Given the listing below, write out exactly the lines starting with the line that has "impl RateLimitStore for" and going on through the line that has "if now > bucket.reset_at", both kept.
╔══
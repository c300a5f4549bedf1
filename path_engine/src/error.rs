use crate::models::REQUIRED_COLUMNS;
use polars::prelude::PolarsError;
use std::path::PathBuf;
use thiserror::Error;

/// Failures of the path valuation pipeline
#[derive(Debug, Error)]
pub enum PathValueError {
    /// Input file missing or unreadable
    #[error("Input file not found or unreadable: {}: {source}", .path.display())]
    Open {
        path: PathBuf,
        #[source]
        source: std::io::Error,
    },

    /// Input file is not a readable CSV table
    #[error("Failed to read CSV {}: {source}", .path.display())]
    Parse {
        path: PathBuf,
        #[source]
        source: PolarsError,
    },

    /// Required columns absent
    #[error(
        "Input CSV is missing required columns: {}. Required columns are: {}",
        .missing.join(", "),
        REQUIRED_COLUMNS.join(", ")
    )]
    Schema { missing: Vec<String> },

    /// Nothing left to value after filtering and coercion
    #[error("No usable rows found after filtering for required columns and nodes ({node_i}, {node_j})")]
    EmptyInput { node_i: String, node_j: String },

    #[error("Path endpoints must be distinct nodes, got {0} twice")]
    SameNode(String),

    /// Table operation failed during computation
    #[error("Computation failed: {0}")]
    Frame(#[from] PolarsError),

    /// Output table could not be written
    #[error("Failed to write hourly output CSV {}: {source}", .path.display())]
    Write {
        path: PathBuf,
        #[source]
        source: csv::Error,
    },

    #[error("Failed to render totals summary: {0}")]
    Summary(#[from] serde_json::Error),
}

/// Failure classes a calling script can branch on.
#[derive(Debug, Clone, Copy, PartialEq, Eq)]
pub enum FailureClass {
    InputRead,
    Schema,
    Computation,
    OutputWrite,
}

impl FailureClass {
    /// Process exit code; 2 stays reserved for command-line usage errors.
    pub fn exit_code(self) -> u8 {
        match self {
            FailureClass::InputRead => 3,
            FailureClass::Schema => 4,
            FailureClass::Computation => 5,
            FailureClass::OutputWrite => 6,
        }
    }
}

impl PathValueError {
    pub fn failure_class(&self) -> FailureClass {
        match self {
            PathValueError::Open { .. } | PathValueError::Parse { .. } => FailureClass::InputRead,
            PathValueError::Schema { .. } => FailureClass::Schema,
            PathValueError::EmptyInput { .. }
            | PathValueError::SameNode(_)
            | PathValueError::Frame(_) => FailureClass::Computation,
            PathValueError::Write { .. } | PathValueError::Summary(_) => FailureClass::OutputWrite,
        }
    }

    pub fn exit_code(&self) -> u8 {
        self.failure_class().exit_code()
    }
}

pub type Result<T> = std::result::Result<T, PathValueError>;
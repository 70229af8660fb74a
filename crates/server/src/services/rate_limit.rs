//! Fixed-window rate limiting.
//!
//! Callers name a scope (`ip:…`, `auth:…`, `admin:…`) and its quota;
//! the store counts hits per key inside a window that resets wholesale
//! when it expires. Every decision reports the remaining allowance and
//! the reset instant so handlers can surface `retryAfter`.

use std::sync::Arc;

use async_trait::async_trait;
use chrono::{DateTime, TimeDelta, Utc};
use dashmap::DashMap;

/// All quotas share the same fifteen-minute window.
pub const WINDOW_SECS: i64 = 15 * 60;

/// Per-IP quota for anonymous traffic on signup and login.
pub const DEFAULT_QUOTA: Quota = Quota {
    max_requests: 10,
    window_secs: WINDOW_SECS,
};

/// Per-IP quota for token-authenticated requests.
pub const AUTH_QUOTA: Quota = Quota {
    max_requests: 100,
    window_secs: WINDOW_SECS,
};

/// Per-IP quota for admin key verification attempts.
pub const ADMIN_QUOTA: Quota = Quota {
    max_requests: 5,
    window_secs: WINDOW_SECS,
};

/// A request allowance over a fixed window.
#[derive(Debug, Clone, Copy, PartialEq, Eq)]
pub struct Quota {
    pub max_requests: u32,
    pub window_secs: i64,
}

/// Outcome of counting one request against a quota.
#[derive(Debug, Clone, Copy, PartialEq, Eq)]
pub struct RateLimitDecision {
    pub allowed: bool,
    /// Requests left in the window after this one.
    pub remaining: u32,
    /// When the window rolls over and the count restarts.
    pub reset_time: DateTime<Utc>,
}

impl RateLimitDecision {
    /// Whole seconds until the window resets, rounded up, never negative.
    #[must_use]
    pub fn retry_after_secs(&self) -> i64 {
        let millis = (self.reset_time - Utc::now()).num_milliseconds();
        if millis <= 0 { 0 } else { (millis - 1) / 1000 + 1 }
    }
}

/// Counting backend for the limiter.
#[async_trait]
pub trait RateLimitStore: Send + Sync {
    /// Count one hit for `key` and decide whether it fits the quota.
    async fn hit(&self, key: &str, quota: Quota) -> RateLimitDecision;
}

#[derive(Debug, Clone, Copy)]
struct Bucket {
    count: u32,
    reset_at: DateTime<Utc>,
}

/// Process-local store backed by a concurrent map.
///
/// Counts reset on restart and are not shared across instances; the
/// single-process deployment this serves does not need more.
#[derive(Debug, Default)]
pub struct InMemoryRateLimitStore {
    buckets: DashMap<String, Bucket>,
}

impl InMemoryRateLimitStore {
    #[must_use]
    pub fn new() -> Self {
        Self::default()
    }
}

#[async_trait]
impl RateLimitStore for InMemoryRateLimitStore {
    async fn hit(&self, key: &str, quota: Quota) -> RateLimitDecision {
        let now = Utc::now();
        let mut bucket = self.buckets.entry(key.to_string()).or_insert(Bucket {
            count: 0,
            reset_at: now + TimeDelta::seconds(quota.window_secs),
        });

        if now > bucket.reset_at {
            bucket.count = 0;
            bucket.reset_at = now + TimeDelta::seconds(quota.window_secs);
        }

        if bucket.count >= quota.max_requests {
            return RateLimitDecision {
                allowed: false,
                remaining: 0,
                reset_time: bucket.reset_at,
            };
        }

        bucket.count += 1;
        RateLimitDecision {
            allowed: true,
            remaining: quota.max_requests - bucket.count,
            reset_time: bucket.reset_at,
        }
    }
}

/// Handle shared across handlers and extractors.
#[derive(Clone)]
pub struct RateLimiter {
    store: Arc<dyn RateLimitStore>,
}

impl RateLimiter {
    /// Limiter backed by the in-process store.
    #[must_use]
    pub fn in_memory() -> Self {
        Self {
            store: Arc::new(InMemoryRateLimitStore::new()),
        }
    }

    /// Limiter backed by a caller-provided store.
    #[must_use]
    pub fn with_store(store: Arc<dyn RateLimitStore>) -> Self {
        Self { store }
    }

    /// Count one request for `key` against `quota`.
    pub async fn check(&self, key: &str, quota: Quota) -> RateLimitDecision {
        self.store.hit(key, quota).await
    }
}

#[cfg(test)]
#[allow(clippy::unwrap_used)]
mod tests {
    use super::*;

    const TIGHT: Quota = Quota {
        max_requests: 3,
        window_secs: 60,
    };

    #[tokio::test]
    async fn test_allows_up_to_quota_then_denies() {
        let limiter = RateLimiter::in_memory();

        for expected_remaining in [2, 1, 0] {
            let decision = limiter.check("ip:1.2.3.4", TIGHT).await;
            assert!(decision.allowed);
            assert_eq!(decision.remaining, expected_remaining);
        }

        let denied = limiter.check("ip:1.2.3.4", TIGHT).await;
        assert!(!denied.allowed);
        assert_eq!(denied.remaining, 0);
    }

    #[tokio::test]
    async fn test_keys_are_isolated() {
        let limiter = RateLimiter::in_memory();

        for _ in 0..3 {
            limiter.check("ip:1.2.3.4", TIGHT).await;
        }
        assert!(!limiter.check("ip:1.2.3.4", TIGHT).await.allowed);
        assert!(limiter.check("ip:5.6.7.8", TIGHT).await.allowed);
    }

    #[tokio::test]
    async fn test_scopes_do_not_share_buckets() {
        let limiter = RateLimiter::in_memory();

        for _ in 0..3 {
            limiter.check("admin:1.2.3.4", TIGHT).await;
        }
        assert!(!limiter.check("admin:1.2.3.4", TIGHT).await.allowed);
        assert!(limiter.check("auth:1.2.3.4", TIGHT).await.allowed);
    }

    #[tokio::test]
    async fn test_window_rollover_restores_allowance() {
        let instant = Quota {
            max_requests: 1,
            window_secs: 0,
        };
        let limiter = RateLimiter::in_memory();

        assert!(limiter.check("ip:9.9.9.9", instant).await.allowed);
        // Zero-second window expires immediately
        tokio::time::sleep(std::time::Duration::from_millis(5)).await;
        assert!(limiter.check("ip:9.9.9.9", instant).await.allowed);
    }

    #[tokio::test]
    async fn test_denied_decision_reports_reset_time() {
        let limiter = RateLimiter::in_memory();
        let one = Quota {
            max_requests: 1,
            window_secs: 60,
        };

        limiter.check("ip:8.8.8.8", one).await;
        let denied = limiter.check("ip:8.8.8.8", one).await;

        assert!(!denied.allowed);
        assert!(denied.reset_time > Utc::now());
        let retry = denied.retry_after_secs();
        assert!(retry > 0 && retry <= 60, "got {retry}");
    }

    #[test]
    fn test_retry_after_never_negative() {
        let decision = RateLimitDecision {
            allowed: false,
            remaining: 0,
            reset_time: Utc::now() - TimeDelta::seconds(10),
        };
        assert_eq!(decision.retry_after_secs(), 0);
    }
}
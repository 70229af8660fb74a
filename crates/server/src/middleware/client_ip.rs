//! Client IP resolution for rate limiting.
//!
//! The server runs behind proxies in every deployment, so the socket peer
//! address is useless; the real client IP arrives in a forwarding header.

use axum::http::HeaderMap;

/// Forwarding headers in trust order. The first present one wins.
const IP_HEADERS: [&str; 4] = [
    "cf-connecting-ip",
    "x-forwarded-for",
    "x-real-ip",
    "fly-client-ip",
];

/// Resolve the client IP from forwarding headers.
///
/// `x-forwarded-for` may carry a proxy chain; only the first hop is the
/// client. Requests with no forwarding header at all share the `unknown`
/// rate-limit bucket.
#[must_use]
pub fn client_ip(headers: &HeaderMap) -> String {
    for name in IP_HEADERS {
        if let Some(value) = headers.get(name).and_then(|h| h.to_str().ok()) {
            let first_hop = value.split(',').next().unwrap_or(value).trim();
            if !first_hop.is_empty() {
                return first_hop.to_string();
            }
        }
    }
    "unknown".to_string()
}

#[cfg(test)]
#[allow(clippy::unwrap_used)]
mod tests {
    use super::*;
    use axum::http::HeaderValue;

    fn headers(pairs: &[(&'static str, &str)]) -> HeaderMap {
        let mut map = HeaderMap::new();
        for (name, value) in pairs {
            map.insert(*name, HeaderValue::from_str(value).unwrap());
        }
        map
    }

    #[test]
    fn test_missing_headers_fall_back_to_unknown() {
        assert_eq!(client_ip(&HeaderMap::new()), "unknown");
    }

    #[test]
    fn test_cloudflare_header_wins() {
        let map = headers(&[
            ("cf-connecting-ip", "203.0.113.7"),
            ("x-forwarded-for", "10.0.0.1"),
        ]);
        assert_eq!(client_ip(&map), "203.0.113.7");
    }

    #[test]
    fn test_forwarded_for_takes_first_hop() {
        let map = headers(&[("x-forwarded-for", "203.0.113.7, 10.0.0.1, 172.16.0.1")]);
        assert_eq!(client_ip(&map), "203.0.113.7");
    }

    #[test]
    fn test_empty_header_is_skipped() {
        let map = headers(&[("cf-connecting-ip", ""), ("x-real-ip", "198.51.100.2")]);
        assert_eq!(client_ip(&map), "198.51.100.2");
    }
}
╚══
=== Your response ===
impl RateLimitStore for InMemoryRateLimitStore {
    async fn hit(&self, key: &str, quota: Quota) -> RateLimitDecision {
        let now = Utc::now();
        let mut bucket = self.buckets.entry(key.to_string()).or_insert(Bucket {
            count: 0,
            reset_at: now + TimeDelta::seconds(quota.window_secs),
        });

        if now > bucket.reset_at {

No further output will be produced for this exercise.